## TASK INSTRUCTIONS
Transcribe the listing from its top line through the line with "the map-owned record". Keep it exact, both ends included, and add nothing.

***

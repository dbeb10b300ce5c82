//! Chunk streaming: the per-frame pipeline that keeps the world meshed
//! around the viewer.
//!
//! Each frame, in order: advance the game tick (water on even ticks, leaf
//! decay on wall time), drain finished worker jobs (bounded uploads),
//! enqueue missing cells nearest-first, remesh edited chunks from the dirty
//! list, rebuild a bounded number of dirty batches, and evict chunks far
//! outside the view distance.
//!
//! Worker jobs run on the async compute pool. A job owns a private `Chunk`,
//! runs terrain → skylight → staged meshing, and hands everything back as a
//! [`CompletedChunk`]; the map-owned record carries the `Generating` state
//! while the job is in flight and nothing else touches its grid. Jobs copy
//! the noise tables and terrain params by value — workers never hold a
//! reference into the world.

use super::{Chunk, ChunkEntity, ChunkState, CHUNK_SIZE_I32};
use crate::atlas::AtlasUVMap;
use crate::chunk::mesh::{build_chunk_mesh, ChunkMeshData, StagedBuffers};
use crate::material::VoxelMaterialHandles;
use crate::world::World;
use bevy::prelude::*;
use bevy::tasks::{AsyncComputeTaskPool, Task};

/// Maximum outstanding worker jobs; enqueueing simply resumes next frame
/// once the count drops.
pub const TASK_QUEUE_CAP: usize = 512;
/// New jobs started per frame, nearest-first.
const SPAWN_BUDGET_PER_FRAME: usize = 16;
/// Chunks this far beyond the view distance are evicted.
const EVICT_MARGIN: i32 = 2;
/// Dirty-chunk remeshes applied per frame.
const REMESH_BUDGET_PER_FRAME: usize = 8;

/// A finished generation job: the generated grid plus both staged passes.
pub struct CompletedChunk {
    pub chunk: Chunk,
    pub staged: ChunkMeshData,
}

pub struct ChunkJob {
    pub coords: (i32, i32),
    pub task: Task<CompletedChunk>,
}

/// In-flight worker jobs.
#[derive(Resource, Default)]
pub struct PendingChunks {
    pub jobs: Vec<ChunkJob>,
}

/// Cheap counters for the debug overlay and the periodic streaming log.
#[derive(Resource, Default)]
pub struct StreamingDiagnostics {
    pub last_log_seconds: f64,
    pub uploads_total: u64,
    pub evictions_total: u64,
    pub discarded_results: u64,
}

#[derive(bevy::ecs::system::SystemParam)]
pub struct StreamChunksCtx<'w, 's> {
    pub camera_query: Query<'w, 's, &'static GlobalTransform, With<Camera3d>>,
    pub commands: Commands<'w, 's>,
    pub meshes: ResMut<'w, Assets<Mesh>>,
    pub world: ResMut<'w, World>,
    pub atlas: Option<Res<'w, AtlasUVMap>>,
    pub materials: Option<Res<'w, VoxelMaterialHandles>>,
    pub pending: ResMut<'w, PendingChunks>,
    pub time: Res<'w, Time>,
    pub diag: ResMut<'w, StreamingDiagnostics>,
}

/// Main streaming system, run every frame on the main thread.
#[allow(clippy::needless_pass_by_value)]
pub fn stream_chunks(mut ctx: StreamChunksCtx<'_, '_>) {
    let Some(atlas) = ctx.atlas.as_ref().map(|a| (**a).clone()) else {
        return;
    };
    let Some(materials) = ctx.materials.as_ref().map(|m| (**m).clone()) else {
        return;
    };
    let Ok(camera) = ctx.camera_query.get_single() else {
        return;
    };

    let pos = camera.translation();
    #[allow(clippy::cast_possible_truncation)]
    let center = (
        (pos.x / CHUNK_SIZE_I32 as f32).floor() as i32,
        (pos.z / CHUNK_SIZE_I32 as f32).floor() as i32,
    );
    ctx.world.center_chunk = center;

    ctx.world.game_tick = ctx.world.game_tick.wrapping_add(1);
    if ctx.world.game_tick % 2 == 0 {
        ctx.world.water_tick();
    }
    let now = ctx.time.elapsed_seconds_f64();
    ctx.world.leaf_decay_tick(now);

    drain_completed(&mut ctx, center, &materials);
    queue_generation(&mut ctx, center, &atlas);
    remesh_dirty(&mut ctx, &atlas, &materials);

    let budget = ctx.world.batch_rebuilds_per_frame;
    crate::batch::rebuild::rebuild_batches(
        &mut ctx.world,
        &mut ctx.commands,
        &mut ctx.meshes,
        &materials,
        budget,
    );

    evict_far_chunks(&mut ctx, center);

    if now - ctx.diag.last_log_seconds > 5.0 {
        ctx.diag.last_log_seconds = now;
        info!(
            "streaming: chunks={} jobs={} dirty={} batches={} water={} uploads={} evictions={}",
            ctx.world.chunks.len(),
            ctx.pending.jobs.len(),
            ctx.world.dirty_len(),
            ctx.world.batches.len(),
            ctx.world.water.len(),
            ctx.diag.uploads_total,
            ctx.diag.evictions_total,
        );
    }
}

/// Create records for wanted cells and spawn generation jobs nearest-first.
fn queue_generation(ctx: &mut StreamChunksCtx<'_, '_>, center: (i32, i32), atlas: &AtlasUVMap) {
    let view = ctx.world.view_distance;
    let mut wanted: Vec<(i32, i32, i64)> = Vec::new();
    for dz in -view..=view {
        for dx in -view..=view {
            let key = (center.0 + dx, center.1 + dz);
            let state = ctx
                .world
                .chunks
                .entry(key)
                .or_insert_with(|| Chunk::new(key.0, key.1))
                .state;
            if state == ChunkState::Empty {
                wanted.push((key.0, key.1, i64::from(dx) * i64::from(dx) + i64::from(dz) * i64::from(dz)));
            }
        }
    }
    wanted.sort_by_key(|&(_, _, d)| d);

    let pool = AsyncComputeTaskPool::get();
    let mut spawned = 0usize;
    for (cx, cz, _priority) in wanted {
        if ctx.pending.jobs.len() >= TASK_QUEUE_CAP || spawned >= SPAWN_BUDGET_PER_FRAME {
            break; // queue full; the cells stay Empty and retry next frame
        }
        if ctx.pending.jobs.iter().any(|j| j.coords == (cx, cz)) {
            continue;
        }

        let noise = ctx.world.noise.clone();
        let params = ctx.world.params.clone();
        let atlas = atlas.clone();
        let task = pool.spawn(async move {
            let mut chunk = Chunk::new(cx, cz);
            crate::terrain::generate_chunk(&mut chunk, &noise, &params);
            crate::chunk::light::compute_skylight(&mut chunk);
            let staged = build_chunk_mesh(&chunk, &atlas);
            CompletedChunk { chunk, staged }
        });

        if let Some(record) = ctx.world.chunks.get_mut(&(cx, cz)) {
            record.state = ChunkState::Generating;
        }
        ctx.pending.jobs.push(ChunkJob { coords: (cx, cz), task });
        spawned += 1;
    }
}

/// Move finished job results into the world and upload their meshes,
/// bounded by the per-frame upload budget.
fn drain_completed(
    ctx: &mut StreamChunksCtx<'_, '_>,
    center: (i32, i32),
    materials: &VoxelMaterialHandles,
) {
    let max_uploads = ctx.world.max_uploads_per_frame;
    let mut uploads = 0usize;
    let mut i = 0usize;
    while i < ctx.pending.jobs.len() {
        if uploads >= max_uploads {
            break;
        }
        if !ctx.pending.jobs[i].task.is_finished() {
            i += 1;
            continue;
        }
        let job = ctx.pending.jobs.swap_remove(i);
        let completed = futures::executor::block_on(job.task);
        let (cx, cz) = job.coords;

        let view = ctx.world.view_distance + EVICT_MARGIN;
        let wanted =
            (cx - center.0).abs().max((cz - center.1).abs()) <= view;
        if !wanted {
            // The viewer moved on while the job ran; drop the result and
            // the placeholder record with it.
            ctx.world.chunks.remove(&(cx, cz));
            ctx.diag.discarded_results += 1;
            continue;
        }

        let origin = completed.chunk.world_origin();
        let was_spawned;
        {
            let Some(record) = ctx.world.chunks.get_mut(&(cx, cz)) else {
                continue;
            };
            record.adopt_generated(completed.chunk);
            record.state = ChunkState::Ready;

            apply_pass(
                &mut ctx.commands,
                &mut ctx.meshes,
                &completed.staged.opaque,
                materials.opaque.clone(),
                origin,
                (cx, cz),
                &mut record.opaque_mesh,
                &mut record.opaque_entity,
            );
            apply_pass(
                &mut ctx.commands,
                &mut ctx.meshes,
                &completed.staged.transparent,
                materials.transparent.clone(),
                origin,
                (cx, cz),
                &mut record.transparent_mesh,
                &mut record.transparent_entity,
            );
            record.mesh_data = Some(completed.staged);
            record.state = ChunkState::Complete;
            was_spawned = record.has_spawned;
            record.has_spawned = true;
        }

        ctx.world.batches.register_coords(cx, cz);
        if !was_spawned {
            ctx.world.register_chunk_chests(cx, cz);
        }
        ctx.diag.uploads_total += 1;
        uploads += 1;
    }
}

/// Upload or refresh one render pass of a chunk (or clear it when the
/// staged pass came back empty).
#[allow(clippy::too_many_arguments)]
pub fn apply_pass(
    commands: &mut Commands,
    meshes: &mut Assets<Mesh>,
    staged: &StagedBuffers,
    material: Handle<crate::material::VoxelExtendedMaterial>,
    origin: Vec3,
    coords: (i32, i32),
    mesh_slot: &mut Option<Handle<Mesh>>,
    entity_slot: &mut Option<Entity>,
) {
    if staged.is_empty() {
        if let Some(handle) = mesh_slot.take() {
            meshes.remove(&handle);
        }
        if let Some(entity) = entity_slot.take() {
            commands.entity(entity).despawn();
        }
        return;
    }

    let mesh = staged.clone().into_mesh();
    match mesh_slot.as_ref() {
        Some(handle) => {
            if let Some(existing) = meshes.get_mut(handle) {
                *existing = mesh;
            } else {
                let handle = meshes.add(mesh);
                *mesh_slot = Some(handle.clone());
                if let Some(entity) = entity_slot.as_ref() {
                    commands.entity(*entity).insert(handle);
                }
            }
        }
        None => {
            let handle = meshes.add(mesh);
            *mesh_slot = Some(handle.clone());
            let entity = commands
                .spawn((
                    MaterialMeshBundle {
                        mesh: handle,
                        material,
                        transform: Transform::from_translation(origin),
                        ..default()
                    },
                    ChunkEntity { chunk_x: coords.0, chunk_z: coords.1 },
                ))
                .id();
            *entity_slot = Some(entity);
        }
    }
}

/// Synchronously remesh edited chunks from the dirty list.
///
/// Chunks not yet `Complete` stay queued for a later frame; everything else
/// is rebuilt in place and its batch invalidated.
fn remesh_dirty(
    ctx: &mut StreamChunksCtx<'_, '_>,
    atlas: &AtlasUVMap,
    materials: &VoxelMaterialHandles,
) {
    let mut remaining = ctx.world.dirty_len().min(REMESH_BUDGET_PER_FRAME * 4);
    let mut remeshed = 0usize;
    while remaining > 0 && remeshed < REMESH_BUDGET_PER_FRAME {
        remaining -= 1;
        let Some((cx, cz)) = ctx.world.pop_dirty() else {
            break;
        };
        let Some(record) = ctx.world.chunks.get_mut(&(cx, cz)) else {
            continue; // evicted while queued
        };
        if record.state != ChunkState::Complete {
            ctx.world.push_dirty(cx, cz);
            continue;
        }
        if !record.needs_remesh {
            record.in_dirty_list = false;
            continue;
        }

        let staged = build_chunk_mesh(record, atlas);
        let origin = record.world_origin();
        apply_pass(
            &mut ctx.commands,
            &mut ctx.meshes,
            &staged.opaque,
            materials.opaque.clone(),
            origin,
            (cx, cz),
            &mut record.opaque_mesh,
            &mut record.opaque_entity,
        );
        apply_pass(
            &mut ctx.commands,
            &mut ctx.meshes,
            &staged.transparent,
            materials.transparent.clone(),
            origin,
            (cx, cz),
            &mut record.transparent_mesh,
            &mut record.transparent_entity,
        );
        record.mesh_data = Some(staged);
        record.needs_remesh = false;
        record.in_dirty_list = false;
        ctx.world.batches.invalidate(cx, cz);
        remeshed += 1;
    }
}

/// Drop chunks far outside the view distance. Generating chunks are left
/// alone; their results are discarded on drain instead.
fn evict_far_chunks(ctx: &mut StreamChunksCtx<'_, '_>, center: (i32, i32)) {
    let limit = ctx.world.view_distance + EVICT_MARGIN;
    let to_remove: Vec<(i32, i32)> = ctx
        .world
        .chunks
        .iter()
        .filter(|((cx, cz), chunk)| {
            chunk.state != ChunkState::Generating
                && (cx - center.0).abs().max((cz - center.1).abs()) > limit
        })
        .map(|(k, _)| *k)
        .collect();

    for (cx, cz) in to_remove {
        let Some(chunk) = ctx.world.chunks.remove(&(cx, cz)) else {
            continue;
        };
        ctx.world.batches.unregister_coords(cx, cz);
        for handle in [chunk.opaque_mesh, chunk.transparent_mesh].into_iter().flatten() {
            ctx.meshes.remove(&handle);
        }
        for entity in [chunk.opaque_entity, chunk.transparent_entity]
            .into_iter()
            .flatten()
        {
            ctx.commands.entity(entity).despawn();
        }
        ctx.diag.evictions_total += 1;
    }
}

#[cfg(test)]
mod tests {
    use super::*;
    use crate::terrain::TerrainParams;

    /// The worker job body, run synchronously: generation, lighting and
    /// staged meshing must compose without the task pool.
    #[test]
    fn worker_job_pipeline_produces_a_complete_result() {
        let noise = crate::noise::WorldNoise::new(42);
        let params = TerrainParams::default();
        let atlas = AtlasUVMap::default();

        let mut chunk = Chunk::new(0, 0);
        crate::terrain::generate_chunk(&mut chunk, &noise, &params);
        crate::chunk::light::compute_skylight(&mut chunk);
        let staged = build_chunk_mesh(&chunk, &atlas);

        assert!(!chunk.is_empty(), "default terrain at origin has ground");
        assert!(
            staged.opaque.vertex_count() > 0,
            "non-empty chunk must stage opaque geometry"
        );
        assert_eq!(staged.opaque.indices.len() % 6, 0);
    }

    #[test]
    fn all_air_chunk_stages_no_geometry() {
        let atlas = AtlasUVMap::default();
        let chunk = Chunk::new(0, 0);
        let staged = build_chunk_mesh(&chunk, &atlas);
        assert!(chunk.is_empty());
        assert!(staged.opaque.is_empty());
        assert!(staged.transparent.is_empty());
    }

    #[test]
    fn priority_ordering_is_ascending_distance_squared() {
        let mut wanted = vec![(5, 0, 25i64), (1, 0, 1), (3, 0, 9), (0, 0, 0)];
        wanted.sort_by_key(|&(_, _, d)| d);
        let coords: Vec<i32> = wanted.iter().map(|w| w.0).collect();
        assert_eq!(coords, vec![0, 1, 3, 5]);
    }
}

***

## EXERCISE SOLUTION
repository dbeb10b300ce5c82
//! Chunk streaming: the per-frame pipeline that keeps the world meshed
//! around the viewer.
//!
//! Each frame, in order: advance the game tick (water on even ticks, leaf
//! decay on wall time), drain finished worker jobs (bounded uploads),
//! enqueue missing cells nearest-first, remesh edited chunks from the dirty
//! list, rebuild a bounded number of dirty batches, and evict chunks far
//! outside the view distance.
//!
//! Worker jobs run on the async compute pool. A job owns a private `Chunk`,
//! runs terrain → skylight → staged meshing, and hands everything back as a
//! [`CompletedChunk`]; the map-owned record carries the `Generating` state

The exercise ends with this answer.